Search the records for "middleware". Report every line where it occurs.

[Stored data]
☆ ☆ ☆ ☆ ☆ ☆ ☆
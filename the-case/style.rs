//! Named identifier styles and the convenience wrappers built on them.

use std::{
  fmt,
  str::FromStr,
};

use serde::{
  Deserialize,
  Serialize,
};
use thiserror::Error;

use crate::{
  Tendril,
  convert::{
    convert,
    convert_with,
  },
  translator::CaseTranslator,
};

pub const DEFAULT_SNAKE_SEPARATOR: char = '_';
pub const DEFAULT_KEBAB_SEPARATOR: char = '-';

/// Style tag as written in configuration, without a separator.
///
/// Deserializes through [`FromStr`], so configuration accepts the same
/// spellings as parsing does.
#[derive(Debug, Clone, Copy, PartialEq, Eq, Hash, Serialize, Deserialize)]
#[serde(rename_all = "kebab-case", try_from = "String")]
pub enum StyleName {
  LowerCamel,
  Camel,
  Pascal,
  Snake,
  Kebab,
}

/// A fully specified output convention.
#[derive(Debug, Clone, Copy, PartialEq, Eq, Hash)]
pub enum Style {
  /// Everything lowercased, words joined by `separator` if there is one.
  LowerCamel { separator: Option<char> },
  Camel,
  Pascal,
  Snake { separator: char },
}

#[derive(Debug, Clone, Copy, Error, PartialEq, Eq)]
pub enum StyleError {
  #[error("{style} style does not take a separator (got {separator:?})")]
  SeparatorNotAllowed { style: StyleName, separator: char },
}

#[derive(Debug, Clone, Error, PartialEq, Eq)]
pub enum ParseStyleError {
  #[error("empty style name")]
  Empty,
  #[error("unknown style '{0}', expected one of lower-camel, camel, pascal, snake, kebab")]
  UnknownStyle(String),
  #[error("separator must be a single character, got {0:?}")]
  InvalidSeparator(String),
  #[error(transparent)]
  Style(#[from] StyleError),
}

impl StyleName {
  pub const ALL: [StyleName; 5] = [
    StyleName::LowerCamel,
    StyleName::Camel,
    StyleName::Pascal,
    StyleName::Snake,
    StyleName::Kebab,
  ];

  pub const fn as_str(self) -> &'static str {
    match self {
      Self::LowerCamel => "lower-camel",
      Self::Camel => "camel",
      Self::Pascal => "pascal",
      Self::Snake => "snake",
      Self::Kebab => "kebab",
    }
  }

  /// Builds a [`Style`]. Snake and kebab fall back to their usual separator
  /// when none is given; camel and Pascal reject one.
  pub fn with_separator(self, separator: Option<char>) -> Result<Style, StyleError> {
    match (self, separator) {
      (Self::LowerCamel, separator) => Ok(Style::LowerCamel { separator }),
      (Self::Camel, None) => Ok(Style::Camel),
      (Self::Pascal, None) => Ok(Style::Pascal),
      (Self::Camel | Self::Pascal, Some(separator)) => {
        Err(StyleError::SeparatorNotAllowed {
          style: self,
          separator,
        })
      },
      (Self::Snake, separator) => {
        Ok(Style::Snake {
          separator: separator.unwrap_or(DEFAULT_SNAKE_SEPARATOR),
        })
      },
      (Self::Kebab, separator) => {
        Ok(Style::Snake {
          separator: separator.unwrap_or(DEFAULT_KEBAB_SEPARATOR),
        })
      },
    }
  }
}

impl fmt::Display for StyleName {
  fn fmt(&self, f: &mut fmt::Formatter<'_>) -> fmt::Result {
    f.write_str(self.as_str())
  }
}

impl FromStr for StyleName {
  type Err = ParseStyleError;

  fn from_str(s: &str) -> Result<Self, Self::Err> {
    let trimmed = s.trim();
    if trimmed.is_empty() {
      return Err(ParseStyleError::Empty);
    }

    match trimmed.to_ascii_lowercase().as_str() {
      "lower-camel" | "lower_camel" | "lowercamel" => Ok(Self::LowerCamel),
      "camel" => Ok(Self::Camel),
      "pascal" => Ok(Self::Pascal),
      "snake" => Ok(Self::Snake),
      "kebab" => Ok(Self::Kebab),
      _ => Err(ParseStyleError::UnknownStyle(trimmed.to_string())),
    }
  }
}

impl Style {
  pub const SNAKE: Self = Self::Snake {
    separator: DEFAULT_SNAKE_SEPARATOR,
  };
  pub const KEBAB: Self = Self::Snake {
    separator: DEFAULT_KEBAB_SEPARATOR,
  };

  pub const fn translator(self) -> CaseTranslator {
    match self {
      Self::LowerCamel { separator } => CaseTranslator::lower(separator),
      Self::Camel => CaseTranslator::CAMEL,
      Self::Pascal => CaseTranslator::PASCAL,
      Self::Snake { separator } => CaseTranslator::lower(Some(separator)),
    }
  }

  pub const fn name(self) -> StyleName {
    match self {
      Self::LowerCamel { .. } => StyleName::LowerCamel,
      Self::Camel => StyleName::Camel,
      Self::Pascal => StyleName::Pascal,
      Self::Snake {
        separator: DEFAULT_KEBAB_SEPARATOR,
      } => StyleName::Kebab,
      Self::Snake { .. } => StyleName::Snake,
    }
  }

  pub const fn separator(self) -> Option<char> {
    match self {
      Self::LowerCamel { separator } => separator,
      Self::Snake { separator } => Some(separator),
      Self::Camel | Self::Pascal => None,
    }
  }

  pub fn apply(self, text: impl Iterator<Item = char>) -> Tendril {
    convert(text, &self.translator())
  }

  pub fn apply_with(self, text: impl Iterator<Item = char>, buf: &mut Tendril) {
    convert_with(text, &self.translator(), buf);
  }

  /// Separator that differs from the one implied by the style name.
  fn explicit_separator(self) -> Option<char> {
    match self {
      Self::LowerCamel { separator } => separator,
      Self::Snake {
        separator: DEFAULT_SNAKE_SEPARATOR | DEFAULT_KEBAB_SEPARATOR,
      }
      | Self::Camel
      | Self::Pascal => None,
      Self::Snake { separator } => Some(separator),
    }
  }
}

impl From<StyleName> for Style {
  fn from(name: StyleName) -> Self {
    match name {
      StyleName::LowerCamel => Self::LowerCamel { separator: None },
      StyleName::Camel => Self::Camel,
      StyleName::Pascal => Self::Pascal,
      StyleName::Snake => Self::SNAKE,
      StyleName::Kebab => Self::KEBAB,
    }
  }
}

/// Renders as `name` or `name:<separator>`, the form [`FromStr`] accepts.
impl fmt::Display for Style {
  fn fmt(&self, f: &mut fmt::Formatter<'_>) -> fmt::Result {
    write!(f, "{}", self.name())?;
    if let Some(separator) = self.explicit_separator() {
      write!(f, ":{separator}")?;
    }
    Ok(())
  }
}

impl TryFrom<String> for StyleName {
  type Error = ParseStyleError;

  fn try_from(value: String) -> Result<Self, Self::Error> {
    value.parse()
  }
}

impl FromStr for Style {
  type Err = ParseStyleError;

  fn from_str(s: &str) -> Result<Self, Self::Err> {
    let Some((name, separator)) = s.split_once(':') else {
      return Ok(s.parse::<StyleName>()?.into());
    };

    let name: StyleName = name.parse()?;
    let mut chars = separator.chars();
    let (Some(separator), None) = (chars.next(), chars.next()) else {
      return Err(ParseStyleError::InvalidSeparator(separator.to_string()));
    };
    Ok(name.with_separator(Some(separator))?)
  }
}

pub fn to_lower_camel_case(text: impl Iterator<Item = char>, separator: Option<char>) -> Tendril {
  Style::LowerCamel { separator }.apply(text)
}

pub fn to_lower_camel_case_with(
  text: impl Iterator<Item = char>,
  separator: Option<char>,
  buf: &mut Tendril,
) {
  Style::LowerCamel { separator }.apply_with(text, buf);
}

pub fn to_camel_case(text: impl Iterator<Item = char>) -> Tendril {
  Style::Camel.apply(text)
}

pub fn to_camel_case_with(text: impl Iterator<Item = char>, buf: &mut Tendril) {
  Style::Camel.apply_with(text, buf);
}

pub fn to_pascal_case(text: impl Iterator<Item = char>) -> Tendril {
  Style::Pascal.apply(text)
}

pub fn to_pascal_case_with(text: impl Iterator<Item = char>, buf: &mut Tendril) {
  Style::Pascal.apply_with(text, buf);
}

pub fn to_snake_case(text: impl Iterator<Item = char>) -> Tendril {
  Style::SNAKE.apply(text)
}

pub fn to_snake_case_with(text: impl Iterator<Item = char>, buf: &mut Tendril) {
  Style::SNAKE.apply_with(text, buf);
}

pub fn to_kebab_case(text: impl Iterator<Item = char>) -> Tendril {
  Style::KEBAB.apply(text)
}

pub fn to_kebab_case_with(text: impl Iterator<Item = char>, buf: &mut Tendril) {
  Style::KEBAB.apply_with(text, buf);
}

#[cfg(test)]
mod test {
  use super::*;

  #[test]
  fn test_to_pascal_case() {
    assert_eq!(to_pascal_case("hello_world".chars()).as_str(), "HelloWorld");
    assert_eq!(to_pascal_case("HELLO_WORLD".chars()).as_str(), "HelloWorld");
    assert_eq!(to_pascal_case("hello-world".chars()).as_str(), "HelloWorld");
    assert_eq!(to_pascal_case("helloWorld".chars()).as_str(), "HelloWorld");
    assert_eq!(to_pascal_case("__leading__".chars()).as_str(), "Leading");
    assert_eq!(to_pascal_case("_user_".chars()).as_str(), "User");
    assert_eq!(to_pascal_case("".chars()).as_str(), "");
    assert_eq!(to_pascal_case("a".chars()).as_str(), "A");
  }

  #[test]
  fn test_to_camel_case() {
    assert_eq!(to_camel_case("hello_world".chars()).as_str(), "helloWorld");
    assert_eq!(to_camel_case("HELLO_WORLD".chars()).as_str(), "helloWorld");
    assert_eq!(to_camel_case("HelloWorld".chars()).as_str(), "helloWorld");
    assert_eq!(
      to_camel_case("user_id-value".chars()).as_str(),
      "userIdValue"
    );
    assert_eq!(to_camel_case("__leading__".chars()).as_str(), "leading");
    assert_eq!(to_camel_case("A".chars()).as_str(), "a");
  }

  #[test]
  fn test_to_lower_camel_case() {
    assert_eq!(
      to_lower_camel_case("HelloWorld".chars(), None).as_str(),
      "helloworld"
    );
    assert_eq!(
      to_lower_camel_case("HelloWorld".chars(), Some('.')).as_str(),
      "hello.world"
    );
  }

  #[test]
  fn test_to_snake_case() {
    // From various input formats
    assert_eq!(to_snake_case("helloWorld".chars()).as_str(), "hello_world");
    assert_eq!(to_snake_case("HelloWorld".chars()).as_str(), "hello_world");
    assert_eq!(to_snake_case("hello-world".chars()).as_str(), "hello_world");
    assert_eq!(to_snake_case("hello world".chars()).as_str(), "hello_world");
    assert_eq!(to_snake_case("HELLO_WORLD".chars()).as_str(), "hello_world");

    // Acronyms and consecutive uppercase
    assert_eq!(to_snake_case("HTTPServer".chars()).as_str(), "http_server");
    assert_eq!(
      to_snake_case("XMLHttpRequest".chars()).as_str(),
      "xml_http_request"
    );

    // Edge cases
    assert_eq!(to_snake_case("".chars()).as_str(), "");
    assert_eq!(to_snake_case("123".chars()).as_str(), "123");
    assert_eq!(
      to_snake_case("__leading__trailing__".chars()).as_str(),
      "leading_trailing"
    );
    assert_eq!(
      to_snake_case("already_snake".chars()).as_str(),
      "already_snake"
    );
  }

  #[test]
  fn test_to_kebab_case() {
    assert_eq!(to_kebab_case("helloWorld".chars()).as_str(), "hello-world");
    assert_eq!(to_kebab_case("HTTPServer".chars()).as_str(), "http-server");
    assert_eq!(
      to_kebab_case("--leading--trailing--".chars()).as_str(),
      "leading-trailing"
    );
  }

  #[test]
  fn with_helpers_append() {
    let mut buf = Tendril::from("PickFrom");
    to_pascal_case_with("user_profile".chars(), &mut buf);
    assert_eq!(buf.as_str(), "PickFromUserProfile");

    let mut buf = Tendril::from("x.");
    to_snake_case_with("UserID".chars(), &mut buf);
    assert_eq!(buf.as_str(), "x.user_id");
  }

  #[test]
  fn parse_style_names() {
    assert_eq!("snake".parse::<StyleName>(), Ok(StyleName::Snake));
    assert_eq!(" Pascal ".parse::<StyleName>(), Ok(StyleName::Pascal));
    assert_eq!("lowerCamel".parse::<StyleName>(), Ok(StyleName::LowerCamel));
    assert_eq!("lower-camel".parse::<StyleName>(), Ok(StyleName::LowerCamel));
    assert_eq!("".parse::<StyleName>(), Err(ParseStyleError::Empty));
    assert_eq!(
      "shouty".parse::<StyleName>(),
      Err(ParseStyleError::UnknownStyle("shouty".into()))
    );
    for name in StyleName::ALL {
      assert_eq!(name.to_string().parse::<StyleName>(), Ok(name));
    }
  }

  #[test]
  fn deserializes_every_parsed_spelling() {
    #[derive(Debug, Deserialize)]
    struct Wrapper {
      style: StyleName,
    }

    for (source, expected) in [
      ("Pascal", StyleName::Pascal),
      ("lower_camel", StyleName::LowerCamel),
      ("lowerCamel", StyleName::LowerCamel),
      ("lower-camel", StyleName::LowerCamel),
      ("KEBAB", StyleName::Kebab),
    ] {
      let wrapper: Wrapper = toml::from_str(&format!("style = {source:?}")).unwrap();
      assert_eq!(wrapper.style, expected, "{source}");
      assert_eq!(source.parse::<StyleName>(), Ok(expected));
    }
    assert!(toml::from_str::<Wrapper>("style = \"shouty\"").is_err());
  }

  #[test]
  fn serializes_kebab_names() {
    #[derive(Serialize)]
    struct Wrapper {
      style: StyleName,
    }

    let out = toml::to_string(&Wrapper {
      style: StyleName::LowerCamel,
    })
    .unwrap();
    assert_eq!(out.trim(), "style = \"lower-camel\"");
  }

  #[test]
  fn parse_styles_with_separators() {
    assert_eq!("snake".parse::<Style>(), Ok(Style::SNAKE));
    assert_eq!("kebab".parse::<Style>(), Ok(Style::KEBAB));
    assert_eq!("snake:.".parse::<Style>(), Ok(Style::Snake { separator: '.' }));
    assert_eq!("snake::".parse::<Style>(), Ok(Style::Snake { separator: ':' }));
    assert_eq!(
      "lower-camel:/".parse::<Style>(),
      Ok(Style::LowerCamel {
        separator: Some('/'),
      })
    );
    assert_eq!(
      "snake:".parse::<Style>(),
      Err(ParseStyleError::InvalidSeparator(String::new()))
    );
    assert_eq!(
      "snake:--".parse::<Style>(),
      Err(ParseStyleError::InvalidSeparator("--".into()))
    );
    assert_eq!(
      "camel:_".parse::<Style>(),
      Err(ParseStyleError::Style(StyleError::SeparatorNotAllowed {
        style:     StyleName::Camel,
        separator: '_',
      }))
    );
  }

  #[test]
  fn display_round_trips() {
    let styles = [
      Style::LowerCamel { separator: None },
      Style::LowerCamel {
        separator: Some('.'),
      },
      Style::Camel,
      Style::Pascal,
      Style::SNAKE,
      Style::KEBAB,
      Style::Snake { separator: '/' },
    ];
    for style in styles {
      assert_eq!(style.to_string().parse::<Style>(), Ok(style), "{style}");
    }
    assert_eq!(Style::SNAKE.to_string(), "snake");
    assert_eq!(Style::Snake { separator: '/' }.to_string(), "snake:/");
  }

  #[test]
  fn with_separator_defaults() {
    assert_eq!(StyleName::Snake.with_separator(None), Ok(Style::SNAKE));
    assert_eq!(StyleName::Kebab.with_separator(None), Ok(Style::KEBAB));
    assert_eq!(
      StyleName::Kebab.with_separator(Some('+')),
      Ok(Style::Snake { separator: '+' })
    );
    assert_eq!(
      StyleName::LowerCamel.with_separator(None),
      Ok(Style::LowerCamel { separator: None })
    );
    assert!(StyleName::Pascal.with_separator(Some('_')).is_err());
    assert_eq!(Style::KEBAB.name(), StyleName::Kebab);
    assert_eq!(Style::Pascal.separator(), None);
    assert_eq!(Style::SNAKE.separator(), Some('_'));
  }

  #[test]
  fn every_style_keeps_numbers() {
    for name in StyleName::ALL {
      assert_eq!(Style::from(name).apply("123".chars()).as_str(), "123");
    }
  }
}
☆ ☆ ☆ ☆ ☆ ☆ ☆
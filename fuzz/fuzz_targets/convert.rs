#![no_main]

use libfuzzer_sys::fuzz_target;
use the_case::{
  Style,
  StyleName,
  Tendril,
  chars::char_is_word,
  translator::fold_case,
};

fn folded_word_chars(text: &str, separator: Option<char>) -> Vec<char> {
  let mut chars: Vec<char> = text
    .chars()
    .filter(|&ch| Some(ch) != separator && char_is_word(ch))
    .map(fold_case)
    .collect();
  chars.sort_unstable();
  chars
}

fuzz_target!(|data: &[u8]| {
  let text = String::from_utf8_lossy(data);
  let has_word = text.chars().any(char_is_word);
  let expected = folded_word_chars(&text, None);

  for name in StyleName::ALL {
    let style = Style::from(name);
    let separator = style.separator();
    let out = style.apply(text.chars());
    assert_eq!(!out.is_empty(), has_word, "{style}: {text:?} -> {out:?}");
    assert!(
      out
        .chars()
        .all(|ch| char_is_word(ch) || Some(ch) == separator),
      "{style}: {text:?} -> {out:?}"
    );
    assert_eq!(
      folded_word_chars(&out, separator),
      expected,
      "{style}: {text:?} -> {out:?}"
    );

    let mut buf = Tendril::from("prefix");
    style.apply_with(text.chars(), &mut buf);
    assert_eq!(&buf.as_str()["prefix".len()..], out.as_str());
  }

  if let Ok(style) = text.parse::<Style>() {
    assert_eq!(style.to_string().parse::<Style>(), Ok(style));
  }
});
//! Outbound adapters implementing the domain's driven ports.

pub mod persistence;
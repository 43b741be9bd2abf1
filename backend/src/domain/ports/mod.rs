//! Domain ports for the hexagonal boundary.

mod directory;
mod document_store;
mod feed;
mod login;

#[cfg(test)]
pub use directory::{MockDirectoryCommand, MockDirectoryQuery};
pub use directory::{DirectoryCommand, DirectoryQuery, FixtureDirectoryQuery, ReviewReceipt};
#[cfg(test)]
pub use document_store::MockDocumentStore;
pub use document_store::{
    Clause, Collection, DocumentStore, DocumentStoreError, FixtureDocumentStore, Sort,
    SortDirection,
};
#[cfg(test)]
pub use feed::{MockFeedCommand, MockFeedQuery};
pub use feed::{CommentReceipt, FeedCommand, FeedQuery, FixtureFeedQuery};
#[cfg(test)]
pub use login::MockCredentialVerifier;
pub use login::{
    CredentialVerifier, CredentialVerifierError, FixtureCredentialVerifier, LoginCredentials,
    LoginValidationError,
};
☆ ☆ ☆ ☆ ☆ ☆ ☆
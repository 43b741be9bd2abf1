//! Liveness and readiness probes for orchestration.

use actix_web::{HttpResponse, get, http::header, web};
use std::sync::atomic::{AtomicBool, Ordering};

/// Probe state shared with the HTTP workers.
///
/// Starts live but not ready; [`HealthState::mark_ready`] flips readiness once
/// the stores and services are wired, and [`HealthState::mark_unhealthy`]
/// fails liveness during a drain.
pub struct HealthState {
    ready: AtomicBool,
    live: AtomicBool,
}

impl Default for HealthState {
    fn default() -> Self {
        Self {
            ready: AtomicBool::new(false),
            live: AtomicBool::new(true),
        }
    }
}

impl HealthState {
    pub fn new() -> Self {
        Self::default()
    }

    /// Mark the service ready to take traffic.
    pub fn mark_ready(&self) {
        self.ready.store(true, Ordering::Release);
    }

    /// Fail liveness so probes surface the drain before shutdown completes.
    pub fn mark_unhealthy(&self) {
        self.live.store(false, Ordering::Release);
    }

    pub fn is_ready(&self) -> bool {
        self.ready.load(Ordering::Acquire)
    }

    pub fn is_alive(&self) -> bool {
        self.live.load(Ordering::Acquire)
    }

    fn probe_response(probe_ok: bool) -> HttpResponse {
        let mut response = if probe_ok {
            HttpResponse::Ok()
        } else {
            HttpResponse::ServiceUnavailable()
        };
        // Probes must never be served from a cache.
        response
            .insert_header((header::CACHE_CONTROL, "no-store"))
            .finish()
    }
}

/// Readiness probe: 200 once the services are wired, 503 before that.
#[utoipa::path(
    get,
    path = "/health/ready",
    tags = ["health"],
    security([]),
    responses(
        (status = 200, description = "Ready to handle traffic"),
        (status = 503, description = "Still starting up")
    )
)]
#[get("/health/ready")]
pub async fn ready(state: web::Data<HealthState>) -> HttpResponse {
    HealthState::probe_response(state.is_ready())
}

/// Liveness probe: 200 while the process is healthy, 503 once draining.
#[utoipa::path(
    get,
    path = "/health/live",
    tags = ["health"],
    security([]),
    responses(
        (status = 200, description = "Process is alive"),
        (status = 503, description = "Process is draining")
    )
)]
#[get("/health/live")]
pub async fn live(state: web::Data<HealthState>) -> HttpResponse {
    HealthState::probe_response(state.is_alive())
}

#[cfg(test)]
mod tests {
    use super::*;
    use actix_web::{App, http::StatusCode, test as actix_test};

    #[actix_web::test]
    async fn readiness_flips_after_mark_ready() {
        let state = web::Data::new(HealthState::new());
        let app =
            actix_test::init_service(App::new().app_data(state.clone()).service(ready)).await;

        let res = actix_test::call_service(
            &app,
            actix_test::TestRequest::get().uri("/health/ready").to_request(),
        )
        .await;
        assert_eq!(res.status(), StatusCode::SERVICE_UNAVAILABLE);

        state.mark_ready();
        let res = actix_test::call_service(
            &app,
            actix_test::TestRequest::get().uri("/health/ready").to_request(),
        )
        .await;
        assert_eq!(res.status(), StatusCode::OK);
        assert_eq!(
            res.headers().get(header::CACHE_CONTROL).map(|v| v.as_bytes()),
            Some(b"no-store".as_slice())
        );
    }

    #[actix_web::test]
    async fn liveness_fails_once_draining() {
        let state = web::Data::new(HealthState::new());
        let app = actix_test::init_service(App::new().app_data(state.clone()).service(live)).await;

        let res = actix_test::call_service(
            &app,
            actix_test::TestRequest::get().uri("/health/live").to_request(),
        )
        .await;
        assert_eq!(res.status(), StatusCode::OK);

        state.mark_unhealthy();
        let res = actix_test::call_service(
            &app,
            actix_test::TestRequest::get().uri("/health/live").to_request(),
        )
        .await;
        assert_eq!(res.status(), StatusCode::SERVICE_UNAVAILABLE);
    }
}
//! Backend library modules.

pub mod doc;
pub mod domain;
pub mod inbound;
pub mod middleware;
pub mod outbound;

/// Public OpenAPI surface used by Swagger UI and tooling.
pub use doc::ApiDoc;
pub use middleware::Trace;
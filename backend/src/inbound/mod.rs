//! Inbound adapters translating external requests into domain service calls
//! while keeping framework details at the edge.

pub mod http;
☆ ☆ ☆ ☆ ☆ ☆ ☆
Task solution =
pub mod middleware;
pub use middleware::Trace;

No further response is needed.